# WOC: How are you wearing Stereo Rose?



## mturner0516 (Aug 1, 2010)

Um yeah I believed the hype, and I got it...but it's not showing up(between NC45/50)...what blushes are you ladies pairing this with? What brushes are you using? WTH am I missing?


----------



## Notorious19 (Aug 1, 2010)

I wear it on top of coral blushes such as Marine Life and Joie de Vivre as a highlight. I use a 187 and a light hand so it doesn't look too shimmery. I'm a NW50.


----------



## nunu (Aug 1, 2010)

I wear it on top of pink blushes like dollymix.

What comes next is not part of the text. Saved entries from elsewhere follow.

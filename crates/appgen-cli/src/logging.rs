//! Tracing subscriber initialisation.
//!
//! Only the CLI crate calls [`init_logging`]; `appgen-core` and
//! `appgen-adapters` only *emit* spans and events.
//!
//! # Verbosity mapping
//!
//! | Flag(s)  | Filter level |
//! |----------|--------------|
//! | (none)   | WARN         |
//! | `-v`     | INFO         |
//! | `-vv`    | DEBUG        |
//! | `-vvv`   | TRACE        |
//! | `--quiet`| ERROR        |
//!
//! `RUST_LOG` overrides all of the above if set.

use std::io::IsTerminal as _;

use tracing_subscriber::{EnvFilter, layer::SubscriberExt, util::SubscriberInitExt};

use crate::cli::{GlobalArgs, OutputFormat};

/// Initialise the global tracing subscriber.
///
/// Must be called exactly once, before any tracing macros fire.
/// Returns an error if a subscriber was already registered.
pub fn init_logging(args: &GlobalArgs) -> anyhow::Result<()> {
    let level = derive_level(args);

    // RUST_LOG wins; otherwise every appgen crate gets the same level.
    let filter = EnvFilter::try_from_default_env()
        .unwrap_or_else(|_| EnvFilter::new(filter_directives(level)));

    let use_ansi = !args.no_color && std::io::stderr().is_terminal();

    let fmt_layer = tracing_subscriber::fmt::layer()
        .with_target(false)
        .with_thread_ids(false)
        .with_file(false)
        .with_line_number(false)
        .with_ansi(use_ansi)
        .with_writer(std::io::stderr);

    tracing_subscriber::registry()
        .with(filter)
        .with(fmt_layer)
        .try_init()
        .map_err(|e| anyhow::anyhow!("Failed to initialise tracing: {e}"))?;

    Ok(())
}

fn filter_directives(level: &str) -> String {
    format!("appgen={level},appgen_cli={level},appgen_core={level},appgen_adapters={level}")
}

/// Translate the verbosity counter + quiet flag to a level string.
fn derive_level(args: &GlobalArgs) -> &'static str {
    if args.quiet {
        return "error";
    }
    match args.verbose {
        0 => "warn",
        1 => "info",
        2 => "debug",
        _ => "trace",
    }
}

It really works on top of pinks, peaches and coral toned blushes.


----------



## spectrolite (Aug 1, 2010)

^What nunu said 
	

	
	
		
		

		
		
	


	




. You know what I find as well? Sometimes I think a product is not showing up but then in a different light it will appear and... well there it is after all.


----------



## blazeno.8 (Aug 2, 2010)

I used it with Ambering Rose and it looked like a dream.  The great thing about this MSF is that it doesn't have a lot of silver in it (I'm lookin' at you Glissade) so it will make the color of the blush brighter, not lighter.  Stereo Rose is basically like Petticoat, but with less pink and more coral.


----------



## HeavenLeiBlu (Aug 2, 2010)

I'm pretty dark this summer (leaning towards NW50) but even in the winter, I can't get this to work to my satisfaction... I just use it (foiled with Fix+) as a shadow.


----------



## GlamQueen21 (Aug 2, 2010)

I have worn Stereo Rose with Dollymix, Shell Pearl BP, By Candlelight MSF and with Hipness blush. Gorgeous I tell you!


----------



## Blushbaby (Aug 2, 2010)

Quote:

   Originally Posted by *blazeno.8* 

 
_I used it with Ambering Rose and it looked like a dream.  The great thing about this MSF is that it doesn't have a lot of silver in it (I'm lookin' at you Glissade) so it will make the color of the blush brighter, not lighter.  Stereo Rose is basically like Petticoat, but with less pink and more coral._

 

Ooh fab combo, I'm gonna try that tomorrow. I love Petticoat and Glissade and have kinda neglected Stereo Rose because the hype soon wore off after I bought it. It may be reignited in the morning though


----------



## mturner0516 (Aug 2, 2010)

I'll be giving some of these combos a try....I have and LOVE petticoat..but I'll continue to try and work with Stereo Rose.....


----------



## vintageroses (Aug 3, 2010)

I'm gonna try it with ambering roses today! but it looks pretty with dollymix!


----------



## Vixxan (Aug 3, 2010)

I am glad that you made this post because I am struggling with Stereo Rose too. On my NC50 skin tone this does not work well anywhere on my face.


----------



## miss rochelle (Aug 3, 2010)

i use SR by itself, applied with a 187. i haven't tried layering it over a blush... yet.


----------



## dopista (Aug 3, 2010)

Exactly what nunu said...

I have tried Stereo rose with Spaced out, Gingerly, Ambering rose, Peachtwist and Band of Roses. Love it with NARS Deep Throat! 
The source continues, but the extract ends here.